Hedgehog Street is a UK-based charity that seeks to protect and increase the native population of the beloved hedgehog. Much as the Banff National Park has created wildlife underpasses and overpasses to allow animals to safely pass the Trans-Canada Highway, one of the initiatives Hedgehog Street supports is the construction of “Hedgehog Highways,” a unique infrastructure of holes and tunnels to improve the lives of these spiny mammals in suburbia.
“Fortunately, we know that hedgehogs love gardens and we know what features they need to survive and thrive in suburbia,” the Hedgehog Street site states. The passage holes, which only need to be about 13 centimeters (cm) by 13 cm (about 5 inches squared), can create important connections between yards, parks and gardens. They are also small enough to prevent most pets from using them. Hedgehogs are nocturnal and often travel about 1 mile at night looking for food or a mate.
Hedgehogs have been proclaimed Britain's favorite mammal by the Royal Society of Biology. But their population, estimated at about 1.6 million in 1995, is declining in Britain by about 3 or 4 percent annually, according to Hedgehog Street. While their nocturnal and somewhat solitary behavior makes them difficult to count, more than a third have been lost between 2002 and 2017.
Farming, which creates large fields and removes hedges, cuts back on the animals’ nesting and hiding sites. This can make them more vulnerable to predation from badgers and foxes. Agricultural developments also reduce their access to insect larvae, slugs and earthworms to eat.

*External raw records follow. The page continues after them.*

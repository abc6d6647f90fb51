//! Content-based hashing for run IDs.

use ls_project::LoopDef;
use sha2::{Digest, Sha256};

pub fn compute_run_id(def: &LoopDef, kernel_version: &str) -> String {
    let mut hasher = Sha256::new();

    let def_json = serde_json::to_string(def).unwrap_or_default();
    hasher.update(def_json.as_bytes());

    hasher.update(kernel_version.as_bytes());

    let result = hasher.finalize();
    format!("{:x}", result)
}
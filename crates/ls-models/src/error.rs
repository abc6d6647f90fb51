//! Error types for plant model construction.

use ls_core::CoreError;
use thiserror::Error;

/// Errors raised while building or reconfiguring a plant.
#[derive(Error, Debug, Clone, PartialEq)]
pub enum ModelError {
    #[error("Invalid parameter: {what}")]
    InvalidParameter { what: String },

    #[error(transparent)]
    Core(#[from] CoreError),
}

pub type ModelResult<T> = Result<T, ModelError>;

impl ModelError {
    pub(crate) fn invalid(what: impl Into<String>) -> Self {
        ModelError::InvalidParameter { what: what.into() }
    }
}
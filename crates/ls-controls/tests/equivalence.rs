use ls_controls::*;
use ls_core::{Condition, Real, SisoBlock, replay};
use ls_ident::IdentifierConfig;
use ls_models::{ArxCoefficients, create_sim_object};
use proptest::prelude::*;

const PERIOD: Real = 0.1;

/// Close the loop by hand: the regulator sees the previous plant output.
fn closed_loop(regulator: &mut Regulator, setpoint: Real, steps: usize) -> Vec<Real> {
    let model = ArxCoefficients::first_order(0.9, 0.1, 1).unwrap();
    let mut plant = create_sim_object(1, model, PERIOD).unwrap();
    let preview = vec![setpoint; regulator.preview_len()];
    let mut measured = 0.0;
    (0..steps)
        .map(|k| {
            let t = k as Real * PERIOD;
            regulator.set_setpoint_trajectory(&preview);
            let u = regulator.step(measured, t).unwrap();
            measured = plant.step(u, t).unwrap();
            measured
        })
        .collect()
}

proptest! {
    #[test]
    fn pid_with_only_kp_matches_p(
        kp in -5.0f64..5.0,
        setpoint in -10.0f64..10.0,
        measurements in prop::collection::vec(-10.0f64..10.0, 1..40),
    ) {
        let mut p = create_regulator(&RegulatorSpec::Proportional { kp }, PERIOD).unwrap();
        let mut pid = create_regulator(
            &RegulatorSpec::Pid(PIDController::new(kp, 0.0, 0.0).unwrap()),
            PERIOD,
        ).unwrap();
        p.set_setpoint_trajectory(&[setpoint]);
        pid.set_setpoint_trajectory(&[setpoint]);
        for (k, &y) in measurements.iter().enumerate() {
            let t = k as Real * PERIOD;
            prop_assert_eq!(p.step(y, t).unwrap(), pid.step(y, t).unwrap());
        }
    }

    #[test]
    fn regulators_replay_identically(
        kp in 0.1f64..3.0,
        ki in 0.0f64..1.0,
        kd in 0.0f64..0.5,
        measurements in prop::collection::vec(-2.0f64..2.0, 1..30),
    ) {
        let pid = PIDController::new(kp, ki, kd).unwrap().with_derivative_filter(0.05).unwrap();
        let specs = [
            RegulatorSpec::Proportional { kp },
            RegulatorSpec::Pid(pid),
            RegulatorSpec::Gpc(GPCConfig::default()),
        ];
        for spec in &specs {
            let mut reg = create_regulator(spec, PERIOD).unwrap();
            let run = |reg: &mut Regulator| {
                reg.reset();
                reg.set_setpoint_trajectory(&[1.0; 4]);
                measurements
                    .iter()
                    .enumerate()
                    .map(|(k, &y)| reg.step(y, k as Real * PERIOD).unwrap())
                    .collect::<Vec<_>>()
            };
            let first = run(&mut reg);
            let second = run(&mut reg);
            prop_assert_eq!(first, second);
        }
    }
}

#[test]
fn pid_and_p_closed_loops_coincide() {
    let mut p = create_regulator(&RegulatorSpec::Proportional { kp: 1.0 }, PERIOD).unwrap();
    let mut pid = create_regulator(
        &RegulatorSpec::Pid(PIDController::new(1.0, 0.0, 0.0).unwrap()),
        PERIOD,
    )
    .unwrap();
    assert_eq!(closed_loop(&mut p, 1.0, 60), closed_loop(&mut pid, 1.0, 60));
}

#[test]
fn pid_integral_removes_offset() {
    let pid = PIDController::new(2.0, 1.0, 0.0).unwrap();
    let mut reg = create_regulator(&RegulatorSpec::Pid(pid), PERIOD).unwrap();
    let y = closed_loop(&mut reg, 1.0, 600);
    assert!((y[599] - 1.0).abs() < 1e-3, "final output {}", y[599]);
}

#[test]
fn gpc_tracks_step_on_identified_model() {
    // the measurement lags the plant output by one tick, so the regulator
    // sees a total delay of two samples
    let config = GPCConfig {
        prediction_horizon: 10,
        control_weight: 0.1,
        identifier: IdentifierConfig {
            delay: 2,
            ..Default::default()
        },
        initial_model: ArxCoefficients::first_order(0.5, 0.5, 2).unwrap(),
        ..Default::default()
    };
    let mut reg = create_regulator(&RegulatorSpec::Gpc(config), PERIOD).unwrap();
    let y = closed_loop(&mut reg, 1.0, 80);
    for (k, value) in y.iter().enumerate().skip(40) {
        assert!((value - 1.0).abs() < 0.05, "step {k}: output {value}");
    }
    let Regulator::Gpc(gpc) = &reg else {
        panic!("expected gpc");
    };
    assert!(gpc.model_identified());
    let model = gpc.active_model();
    assert!((model.a[0] + 0.9).abs() < 0.05, "a = {:?}", model.a);
    assert!((model.b[0] - 0.1).abs() < 0.05, "b = {:?}", model.b);
}

#[test]
fn degenerate_gpc_holds_previous_command() {
    let config = GPCConfig {
        control_weight: 0.0,
        initial_model: ArxCoefficients::new(vec![-0.5], vec![0.0], 1).unwrap(),
        warmup_updates: Some(usize::MAX),
        ..Default::default()
    };
    let mut reg = create_regulator(&RegulatorSpec::Gpc(config), PERIOD).unwrap();
    reg.set_setpoint_trajectory(&[1.0; 4]);
    let out = replay(&mut reg, &[0.0, 0.2, 0.4], 0.0, PERIOD);
    // replay resets first, which clears the trajectory; the held command stays 0
    assert_eq!(out.unwrap(), vec![0.0; 3]);
    assert!(
        reg.conditions()
            .iter()
            .any(|c| matches!(c, Condition::ControlComputationDegenerate { .. }))
    );
}
//! Signal generators for loopsim.
//!
//! Generators are input-independent SISO blocks producing setpoint and
//! disturbance signals from a parametric waveform. They are built from a type
//! tag and a [`GeneratorParams`] set by [`create_generator`].

pub mod error;
pub mod factory;
pub mod generator;

pub use error::{SignalError, SignalResult};
pub use factory::{GeneratorKind, GeneratorParams, create_generator};
pub use generator::{Generator, NoiseDistribution, Waveform};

“Badgers and hedgehogs, however, coexist in many areas and a better understanding of the habitat features that support both is needed,” Emily Wilson and David Wembridge write in “The State of Britain’s Hedgehogs 2018.”
Rural roads with low lighting and high speed limits are also hazardous for hedgehogs and it’s estimated about 100,000 are killed annually by vehicles.
Wilson is a Hedgehog Officer for Hedgehog Street and says, “I love their gentle nature. There is still so much to learn about these nighttime visitors and this piques my natural curiosity, but one thing I do hear a lot is how people are seeing less of them.”
Hedgehog Street is part of a broader campaign run by the People’s Trust for Endangered Species (PTES) and the British Hedgehog Preservation Society (BHPS). Both of these groups sell the Hedgehog Highway labels that can be used to mark the specialized tunnels, which read, “Please keep this hole open!”
Hedgehog Street also funds hedgehog research and offers training courses for builders and landscapers on how to incorporate hedgehog habitat protection into their plans. For example, fencing companies can design section dividers with pre-drilled hedgehog holes. Another pro-hedgehog option, as the creatures’ name suggests, is to exchange solid space dividers for hedges, where they can eat and live.
Hedgehog Street has registered over 47,000 people since 2011 have as Hedgehog Champions – volunteers who will build the highways and participate in other conservation activities. Sightings of this popular mammal, which won a 2013 BBC poll to pick a national species, can be reported to the “Big Hedgehog Map.”